Fig. 1 shows an example access system 100 for a vehicle 105 that includes a key fob 110 configured to authenticate a user to allow access to the vehicle 105. The key fob 110 may be any fob having a transmitter configured to transmit low frequency signals (e.g., 315MHz for north american vehicles and 433.92MHz for various european and asian vehicles), and is typically carried by and associated with an authorized user/driver 115 of the vehicle 105. Additionally or alternatively, the key fob may be a personal device of the user, such as a mobile device, where the phone is a key.
The vehicle 105 may include at least one antenna 120 configured to transmit a low frequency challenge. These low frequency challenges may be transmitted in predetermined increments or based on keyless entry actions such as approaching the vehicle, leaving the vehicle, touching the door handle, etc. The key fob 110 may respond with a low frequency response. The antenna 120 can receive these access signals and, in response to identifying the low frequency response, the vehicle 105 can perform authorized actions, such as unlocking, locking, initiating vehicle ignition, and the like. Although a single antenna 120 is shown in fig. 1, more than one antenna may be disposed around and within the vehicle to enhance reception of the access signal.

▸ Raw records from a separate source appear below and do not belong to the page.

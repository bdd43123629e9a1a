use std::future::Future;
use std::pin::Pin;
use std::sync::Arc;
use std::task::{Context, Poll};
use std::time::Duration;

use futures_util::stream::{FuturesUnordered, Stream};

use crate::common::now_ms;
use crate::error::Error;
use crate::io::{IoController, WriteResult};
use crate::metrics::{Metrics, MetricsSink, NoopSink};
use crate::worker::{Unbound, Worker};

use super::config::ServerConfig;
use super::handler::ServiceHandler;
use super::promise::{Promise, PromiseQueue};

type BoxFuture<T> = Pin<Box<dyn Future<Output = T> + Send>>;

/// Connection state a [`ServiceServer`] moves through (§4.1 "State
/// machine").
#[derive(Debug, Clone, Copy, PartialEq, Eq)]
pub enum State {
    /// Accepts new requests; the ordering pass writes responses.
    Active,
    /// Reads are paused, in-flight requests continue until the queue
    /// drains or they time out.
    Draining,
    /// Terminal.
    Closed,
}

/// Accepts decoded requests on a single connection, dispatches them to a
/// [`ServiceHandler`], and writes responses back in the order the requests
/// arrived (§4.1).
///
/// `Req` is the decoded request type; `H` supplies the user processing
/// logic; `C` is the transport-owning [`IoController`] this server writes
/// responses through; `S` is the metrics sink (defaults to a no-op).
pub struct ServiceServer<Req, H, C, S = NoopSink>
where
    Req: Send + Sync + 'static,
    H: ServiceHandler<Req>,
    C: IoController<H::Response>,
    S: MetricsSink,
{
    config: ServerConfig,
    handler: H,
    controller: Option<C>,
    queue: PromiseQueue<Req, H::Response>,
    in_flight: FuturesUnordered<BoxFuture<(u64, Arc<Req>, Result<H::Response, Error>)>>,
    next_id: u64,
    total_requests: u64,
    concurrent_requests: i64,
    disconnecting: bool,
    state: State,
    metrics: Arc<Metrics<S>>,
    worker: Arc<dyn Worker>,
}

impl<Req, H, C> ServiceServer<Req, H, C, NoopSink>
where
    Req: Send + Sync + 'static,
    H: ServiceHandler<Req>,
    C: IoController<H::Response>,
{
    /// Builds a server over a fresh connection, with metrics discarded.
    pub fn new(config: ServerConfig, handler: H, controller: C) -> Self {
        ServiceServer::with_metrics_sink(config, handler, controller, NoopSink)
    }
}

impl<Req, H, C, S> ServiceServer<Req, H, C, S>
where
    Req: Send + Sync + 'static,
    H: ServiceHandler<Req>,
    C: IoController<H::Response>,
    S: MetricsSink,
{
    /// Builds a server over a fresh connection, emitting metrics through
    /// `sink`.
    pub fn with_metrics_sink(config: ServerConfig, handler: H, controller: C, sink: S) -> Self {
        let metrics = Arc::new(Metrics::new(config.name.clone(), sink));
        ServiceServer {
            config,
            handler,
            controller: Some(controller),
            queue: PromiseQueue::new(),
            in_flight: FuturesUnordered::new(),
            next_id: 0,
            total_requests: 0,
            concurrent_requests: 0,
            disconnecting: false,
            state: State::Active,
            metrics,
            worker: Arc::new(Unbound),
        }
    }

    /// Binds this server to a real worker so that [`ServiceServer::schedule`]
    /// can actually deliver timed callbacks instead of discarding them.
    pub fn with_worker(mut self, worker: Arc<dyn Worker>) -> Self {
        self.worker = worker;
        self
    }

    /// Requests a timed callback from the bound worker (§4.1 `schedule`).
    /// A no-op if no worker has been bound.
    pub fn schedule(&self, delay: Duration, callback: impl FnOnce() + Send + 'static) {
        self.worker.schedule(delay, Box::new(callback));
    }

    /// Current connection state.
    pub fn state(&self) -> State {
        self.state
    }

    /// Number of requests accepted but not yet fully flushed.
    pub fn concurrent_requests(&self) -> i64 {
        self.concurrent_requests
    }

    /// `true` once `gracefulDisconnect` has been called.
    pub fn is_disconnecting(&self) -> bool {
        self.disconnecting
    }

    /// Inbound hook invoked by the codec layer per decoded request (§4.1
    /// "Dispatch policy"). Allocates a promise, enqueues it, and either
    /// dispatches it to the handler or immediately rejects it with
    /// overload, depending on the queue depth *before* this request was
    /// appended.
    pub fn process_message(&mut self, request: Req) {
        let now = now_ms();
        let id = self.next_id;
        self.next_id += 1;
        self.total_requests += 1;
        let depth_before_append = self.queue.len();

        let request = Arc::new(request);
        self.queue
            .push_back(Promise::new(id, request.clone(), now));
        self.concurrent_requests += 1;
        self.metrics.counter("concurrent_requests", self.concurrent_requests, &[]);

        if depth_before_append < self.config.request_buffer_size {
            let future = self.handler.process_request(request.clone());
            let mapped: BoxFuture<(u64, Arc<Req>, Result<H::Response, Error>)> =
                Box::pin(async move {
                    let result = future.await;
                    (id, request, result)
                });
            self.in_flight.push(mapped);
        } else {
            let response = self.handle_failure(&request, Error::new_overloaded());
            self.queue.complete(id, response);
            self.run_ordering_pass();
        }
    }

    /// `handleFailure`: increments the error rate (tagged with the cause's
    /// kind), optionally logs, then converts the error into a protocol
    /// response via the handler.
    fn handle_failure(&mut self, request: &Req, cause: Error) -> H::Response {
        let tag = sanitize_tag(cause.kind().tag());
        self.metrics.rate("errors", &[("kind", tag)]);
        if self.config.log_errors {
            tracing::warn!(kind = %cause.kind().tag(), "{}", cause);
        }
        self.handler.process_failure(request, &cause)
    }

    /// The only writer to the wire (§4.1 "Ordering pass"). While the
    /// connection is alive, the queue is non-empty, and the head is
    /// complete: dequeue, emit metrics, and push the response to the
    /// controller in arrival order.
    fn run_ordering_pass(&mut self) {
        loop {
            if self.controller.is_none() {
                break;
            }
            match self.queue.front() {
                Some(p) if p.is_complete() => {}
                _ => break,
            }

            let mut promise = self.queue.pop_front().expect("front checked Some above");
            let response = promise
                .take_response()
                .expect("front was checked complete");

            let tags = self.handler.tags_for(&promise.request, &response);
            self.metrics.rate("requests", &tags);
            let latency_ms = (now_ms() - promise.created_at) as f64;
            self.metrics.histogram("latency", latency_ms, &tags);

            self.concurrent_requests -= 1;
            self.metrics
                .counter("concurrent_requests", self.concurrent_requests, &[]);

            let metrics = self.metrics.clone();
            let controller = self
                .controller
                .as_mut()
                .expect("checked Some at top of loop");
            let accepted = controller.push(
                response,
                Some(promise.created_at),
                Box::new(move |result| {
                    if result != WriteResult::Success {
                        metrics.rate("dropped_replies", &[]);
                    }
                }),
            );
            if !accepted {
                self.metrics.rate("dropped_replies", &[]);
            }

            self.check_drain_complete();
        }
    }

    /// Periodic idle/timeout sweep (§4.1 "Idle / timeout sweep"). Walks
    /// the queue from the head while it is incomplete and older than
    /// `requestTimeout`, completing each with a timeout failure. Because
    /// completion triggers the ordering pass, timed-out heads immediately
    /// flush, unblocking any already-completed successors behind them.
    pub fn idle_check(&mut self, now: i64) {
        let timeout_ms = self.config.request_timeout.as_millis() as i64;
        loop {
            let expired = match self.queue.front() {
                Some(p) if !p.is_complete() && now - p.created_at > timeout_ms => {
                    Some((p.id, p.request.clone()))
                }
                _ => None,
            };
            let (id, request) = match expired {
                Some(pair) => pair,
                None => break,
            };
            let response = self.handle_failure(&request, Error::new_timeout());
            self.queue.complete(id, response);
            self.run_ordering_pass();
        }
    }

    /// Pauses reads and marks the connection as disconnecting; the
    /// connection closes once the promise queue drains (§4.1
    /// "gracefulDisconnect").
    pub fn graceful_disconnect(&mut self) {
        if self.disconnecting {
            return;
        }
        self.disconnecting = true;
        self.state = State::Draining;
        if let Some(controller) = self.controller.as_mut() {
            controller.pause_reads();
        }
        self.check_drain_complete();
    }

    fn check_drain_complete(&mut self) {
        if self.state == State::Draining && self.queue.is_empty() {
            self.state = State::Closed;
            self.controller = None;
        }
    }

    /// Called on connection close, clean or error (§4.1 "Connection
    /// close"). Emits `requests_per_connection`, decrements
    /// `concurrent_requests` by whatever is still queued, and discards any
    /// undelivered responses (the socket is gone).
    pub fn connection_closed(&mut self) {
        self.metrics
            .histogram("requests_per_connection", self.total_requests as f64, &[]);
        let still_queued = self.queue.len() as i64;
        self.concurrent_requests -= still_queued;
        self.metrics
            .counter("concurrent_requests", self.concurrent_requests, &[]);
        self.queue = PromiseQueue::new();
        self.in_flight = FuturesUnordered::new();
        self.controller = None;
        self.state = State::Closed;
    }

    /// Polls in-flight request futures, completing their promises and
    /// running the ordering pass as each resolves. Returns `Poll::Ready(())`
    /// once the connection is `Closed` and no work remains; otherwise
    /// `Poll::Pending`, to be polled again when the owning task wakes
    /// (including immediately after a `process_message` call pushes new
    /// work).
    pub fn poll_drive(&mut self, cx: &mut Context<'_>) -> Poll<()> {
        loop {
            match Pin::new(&mut self.in_flight).poll_next(cx) {
                Poll::Ready(Some((id, request, result))) => {
                    let response = match result {
                        Ok(resp) => resp,
                        // §7 "User": whatever `processRequest` failed with is
                        // wrapped as the cause of a fresh `User` error, not
                        // forwarded under its own kind.
                        Err(err) => {
                            let cause: Arc<dyn std::error::Error + Send + Sync> = Arc::new(err);
                            self.handle_failure(&request, Error::new_user(cause))
                        }
                    };
                    self.queue.complete(id, response);
                    self.run_ordering_pass();
                }
                Poll::Ready(None) => {
                    return if self.state == State::Closed {
                        Poll::Ready(())
                    } else {
                        Poll::Pending
                    };
                }
                Poll::Pending => return Poll::Pending,
            }
        }
    }

    /// The long-running future a worker owns and awaits for this
    /// connection (§5, §9): drains every in-flight request future,
    /// ordering responses as they complete, until the connection closes.
    pub async fn drive(&mut self) {
        std::future::poll_fn(|cx| self.poll_drive(cx)).await
    }
}

impl<Req, H, C, S> std::fmt::Debug for ServiceServer<Req, H, C, S>
where
    Req: Send + Sync + 'static,
    H: ServiceHandler<Req>,
    C: IoController<H::Response>,
    S: MetricsSink,
{
    fn fmt(&self, f: &mut std::fmt::Formatter<'_>) -> std::fmt::Result {
        f.debug_struct("ServiceServer")
            .field("state", &self.state)
            .field("concurrent_requests", &self.concurrent_requests)
            .finish()
    }
}

fn sanitize_tag(raw: &str) -> String {
    raw.chars().filter(|c| c.is_alphanumeric()).collect()
}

The key fob 110 can include at least one sensor 170 configured to detect movement of the key fob. In one example, the sensor 170 may be a micro-electromechanical system (MEMS) sensor or other electromechanical sensor. The sensors may include other motion sensors such as accelerometers, gyroscopes, magnetic field sensors, gravity sensors, calculated rotation vectors, and the like.
The vehicle 105 may include a vehicle controller, such as a vehicle Electronic Control Unit (ECU) and memory. The controller and memory may be configured to maintain and operate vehicle functions related to operation of the vehicle, including passive entry operations, such as unlocking, locking, and the like. The controller may also receive an indication of when the vehicle is locked, as well as other status information associated with the vehicle 105, such as key-on, braking, etc. The controller may include an authenticator and a classifier, as described in more detail below. The controller may be in communication with the antenna 120 and may receive an access signal from the antenna for authentication.
The vehicle 105 and/or the key fob 110 may be in communication with a communication network 130. The communication network 130 may provide communication services, such as packet switched network services (e.g., internet access, voIP communication services, vehicle-to-vehicle, over-the-air, etc.), to devices connected to the communication network 130. Examples of communication network 130 may include cellular telephone networks, other networks that facilitate wireless communication.
The server 140 may be external or internal to the vehicle or another structure. The server 140 may also be a cloud-based server. Server 140 may include a number of devices or processors, as well as storage media, applications, transceivers, and the like. Server 140 may include or be in communication with vehicle 105 and/or key fob 110. Server 140 may maintain a database, such as a motion database, configured to maintain raw motion data provided by the key fob sensors. This is described in more detail herein. The athletic data may be transmitted directly from the key fob 110 to the server 140 via the communication network 130. Additionally or alternatively, the data may be transmitted via the vehicle 105.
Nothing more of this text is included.